Nkrumah "Jah" Thomas (born 1955, Kingston, Jamaica) is a reggae deejay and record producer who first came to prominence in the 1970s, later setting up his own Midnight Rock and Nura labels.

==Biography==
Named Nkrumah after Ghanaian nationalist leader Kwame Nkrumah, he adopted the stage name Jah Thomas and began deejaying in the mid-1970s, working with producers such as Alvin Ranglin, who released his single "Midnight Rock", which topped the Jamaican chart in 1976. Thomas's debut album, Stop Yuh Loafin gained international recognition via a release on the newly formed Greensleeves Records label.
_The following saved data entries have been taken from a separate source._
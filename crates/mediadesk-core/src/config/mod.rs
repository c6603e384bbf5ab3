//! Application configuration schemas.
//!
//! All configuration structs are deserialized from TOML files via the
//! `config` crate. Each sub-module represents a logical configuration
//! section.

pub mod logging;
pub mod storage;
pub mod upload;

use serde::{Deserialize, Serialize};

use self::logging::LoggingConfig;
use self::storage::StorageConfig;
use self::upload::UploadConfig;

use crate::error::AppError;

/// Root application configuration.
///
/// This struct is the top-level deserialization target for the merged TOML
/// configuration files (default.toml + environment overlay).
#[derive(Debug, Clone, Serialize, Deserialize)]
pub struct AppConfig {
    /// Database connection settings.
    pub database: DatabaseConfig,
    /// Asset storage settings.
    #[serde(default)]
    pub storage: StorageConfig,
    /// Upload acceptance settings.
    #[serde(default)]
    pub upload: UploadConfig,
    /// Logging settings.
    #[serde(default)]
    pub logging: LoggingConfig,
}

/// Database connection pool configuration.
#[derive(Debug, Clone, Serialize, Deserialize)]
pub struct DatabaseConfig {
    /// PostgreSQL connection URL.
    pub url: String,
    /// Maximum number of connections in the pool.
    #[serde(default = "default_max_connections")]
    pub max_connections: u32,
    /// Minimum number of connections in the pool.
    #[serde(default = "default_min_connections")]
    pub min_connections: u32,
    /// Connection timeout in seconds.
    #[serde(default = "default_connect_timeout")]
    pub connect_timeout_seconds: u64,
    /// Idle connection timeout in seconds.
    #[serde(default = "default_idle_timeout")]
    pub idle_timeout_seconds: u64,
}

impl AppConfig {
    /// Load configuration from TOML files.
    ///
    /// Merges the default configuration with an environment-specific overlay
    /// and environment variables prefixed with `MEDIADESK__`.
    pub fn load(env: &str) -> Result<Self, AppError> {
        let config = config::Config::builder()
            .add_source(config::File::with_name("config/default").required(false))
            .add_source(config::File::with_name(&format!("config/{env}")).required(false))
            .add_source(
                config::Environment::with_prefix("MEDIADESK")
                    .separator("__")
                    .try_parsing(true),
            )
            .build()
            .map_err(|e| AppError::configuration(format!("Failed to build config: {e}")))?;

        config
            .try_deserialize()
            .map_err(|e| AppError::configuration(format!("Failed to deserialize config: {e}")))
    }
}

fn default_max_connections() -> u32 {
    20
}

fn default_min_connections() -> u32 {
    5
}

fn default_connect_timeout() -> u64 {
    10
}

fn default_idle_timeout() -> u64 {
    300
}
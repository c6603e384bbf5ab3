//! Repository implementations for MediaDesk entities.
//!
//! The [`asset::AssetRecords`] and [`audit::AuditSink`] traits are the
//! persistence seams consumed by the service layer; PostgreSQL
//! implementations live beside them, and [`memory`] provides in-memory
//! implementations for deterministic tests.

pub mod asset;
pub mod audit;
pub mod memory;

pub use asset::{AssetRecords, PgAssetRecords};
pub use audit::{AuditLogRepository, AuditSink};
pub use memory::{MemoryAssetRecords, MemoryAuditSink};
Further deejay albums appeared in the late 1970s, before Thomas began concentrating on producing other artists, that included: Robert Ffrench, Anthony Johnson, Triston Palma, Johnny Osbourne, Michael Palmer, Barry Brown, Barrington Levy, Sugar Minott, Early B, Ranking Toyan, and Robin Hood, at the same time setting up the Midnight Rock record label, one of the most successful performer-owned labels of the period. Midnight Rock soon had a hit record in the shape of Thomas's "Cricket Lovely Cricket". Thomas would often use the mixing talents of Scientist, and the Roots Radics band. He later also set up the Nura label.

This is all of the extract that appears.